*EXERCISE AIM*: Count only the lines of the records that hold "client", then give the number without any other words.

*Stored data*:

###

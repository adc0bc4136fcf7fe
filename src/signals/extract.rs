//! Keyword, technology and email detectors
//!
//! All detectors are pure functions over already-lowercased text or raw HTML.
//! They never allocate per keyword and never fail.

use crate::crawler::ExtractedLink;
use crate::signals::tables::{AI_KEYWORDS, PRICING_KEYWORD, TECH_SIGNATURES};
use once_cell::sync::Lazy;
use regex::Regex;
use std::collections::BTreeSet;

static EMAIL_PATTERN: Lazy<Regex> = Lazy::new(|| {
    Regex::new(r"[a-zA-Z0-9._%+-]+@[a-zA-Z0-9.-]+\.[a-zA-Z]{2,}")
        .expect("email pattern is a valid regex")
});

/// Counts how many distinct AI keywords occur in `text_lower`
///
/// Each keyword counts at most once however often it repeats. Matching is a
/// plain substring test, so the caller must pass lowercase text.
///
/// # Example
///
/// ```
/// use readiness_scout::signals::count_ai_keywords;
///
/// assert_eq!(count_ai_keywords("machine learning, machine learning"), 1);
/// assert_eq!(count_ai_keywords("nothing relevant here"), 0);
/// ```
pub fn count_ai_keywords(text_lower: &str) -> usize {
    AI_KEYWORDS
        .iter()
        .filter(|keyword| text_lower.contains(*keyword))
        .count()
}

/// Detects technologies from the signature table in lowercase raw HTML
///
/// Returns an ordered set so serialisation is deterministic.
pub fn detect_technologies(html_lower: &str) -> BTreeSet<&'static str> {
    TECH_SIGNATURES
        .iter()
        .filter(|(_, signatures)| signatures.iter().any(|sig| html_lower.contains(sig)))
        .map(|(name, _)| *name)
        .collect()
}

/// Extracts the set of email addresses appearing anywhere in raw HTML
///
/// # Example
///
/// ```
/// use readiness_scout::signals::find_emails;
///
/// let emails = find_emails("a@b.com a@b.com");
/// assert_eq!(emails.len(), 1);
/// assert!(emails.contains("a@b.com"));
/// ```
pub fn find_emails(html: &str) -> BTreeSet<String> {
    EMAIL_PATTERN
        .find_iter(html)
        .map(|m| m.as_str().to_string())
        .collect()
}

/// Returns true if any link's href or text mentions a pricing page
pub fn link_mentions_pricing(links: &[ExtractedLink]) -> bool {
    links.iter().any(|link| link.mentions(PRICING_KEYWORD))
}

###

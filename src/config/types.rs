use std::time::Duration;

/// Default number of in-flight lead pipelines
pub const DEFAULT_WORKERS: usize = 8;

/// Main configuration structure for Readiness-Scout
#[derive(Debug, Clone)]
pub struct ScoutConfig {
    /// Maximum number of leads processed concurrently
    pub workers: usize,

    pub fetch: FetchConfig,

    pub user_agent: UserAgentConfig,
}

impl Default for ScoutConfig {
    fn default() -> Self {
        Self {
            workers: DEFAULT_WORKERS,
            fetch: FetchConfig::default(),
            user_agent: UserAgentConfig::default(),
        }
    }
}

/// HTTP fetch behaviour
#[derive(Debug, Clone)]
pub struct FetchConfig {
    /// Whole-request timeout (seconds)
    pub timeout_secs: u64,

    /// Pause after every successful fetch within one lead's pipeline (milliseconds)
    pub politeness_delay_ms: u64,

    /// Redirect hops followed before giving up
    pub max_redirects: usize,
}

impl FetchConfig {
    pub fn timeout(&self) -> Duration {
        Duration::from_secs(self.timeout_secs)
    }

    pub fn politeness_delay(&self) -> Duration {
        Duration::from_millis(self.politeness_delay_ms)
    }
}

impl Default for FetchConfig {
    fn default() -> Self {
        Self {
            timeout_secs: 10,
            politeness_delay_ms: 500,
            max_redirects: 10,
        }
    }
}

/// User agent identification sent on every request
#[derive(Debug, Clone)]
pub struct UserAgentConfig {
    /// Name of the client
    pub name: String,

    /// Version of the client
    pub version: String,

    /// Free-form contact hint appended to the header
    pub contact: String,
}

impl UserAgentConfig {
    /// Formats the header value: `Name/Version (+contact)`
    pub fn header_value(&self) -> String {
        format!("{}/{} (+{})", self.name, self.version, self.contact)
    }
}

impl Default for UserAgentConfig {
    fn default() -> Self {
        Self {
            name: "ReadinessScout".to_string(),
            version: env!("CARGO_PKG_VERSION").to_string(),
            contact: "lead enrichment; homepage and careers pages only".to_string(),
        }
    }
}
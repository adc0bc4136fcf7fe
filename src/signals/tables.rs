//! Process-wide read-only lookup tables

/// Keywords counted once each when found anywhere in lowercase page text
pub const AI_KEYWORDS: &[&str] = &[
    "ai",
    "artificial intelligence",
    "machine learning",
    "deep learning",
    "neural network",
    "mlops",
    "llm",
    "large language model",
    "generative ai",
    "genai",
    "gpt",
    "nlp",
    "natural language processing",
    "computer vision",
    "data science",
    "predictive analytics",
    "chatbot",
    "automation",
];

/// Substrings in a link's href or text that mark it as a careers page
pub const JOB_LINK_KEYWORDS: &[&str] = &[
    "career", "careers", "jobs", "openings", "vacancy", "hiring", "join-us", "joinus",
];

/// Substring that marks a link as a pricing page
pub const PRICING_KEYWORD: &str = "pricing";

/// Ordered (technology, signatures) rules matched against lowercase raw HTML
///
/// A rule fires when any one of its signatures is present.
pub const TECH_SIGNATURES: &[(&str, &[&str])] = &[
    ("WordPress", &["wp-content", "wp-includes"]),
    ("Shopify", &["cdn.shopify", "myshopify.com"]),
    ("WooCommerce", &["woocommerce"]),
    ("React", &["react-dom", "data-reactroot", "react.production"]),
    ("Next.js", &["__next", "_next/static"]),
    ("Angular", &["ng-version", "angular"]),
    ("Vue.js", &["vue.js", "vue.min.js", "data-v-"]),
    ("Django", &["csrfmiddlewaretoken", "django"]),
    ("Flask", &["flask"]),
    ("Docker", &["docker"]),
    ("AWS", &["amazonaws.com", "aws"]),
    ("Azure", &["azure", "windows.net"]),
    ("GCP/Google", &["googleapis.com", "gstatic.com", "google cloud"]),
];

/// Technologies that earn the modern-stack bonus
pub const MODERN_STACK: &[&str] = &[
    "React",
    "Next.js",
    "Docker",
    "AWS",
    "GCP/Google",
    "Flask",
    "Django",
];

###

*SOLUTION BELOW*: 2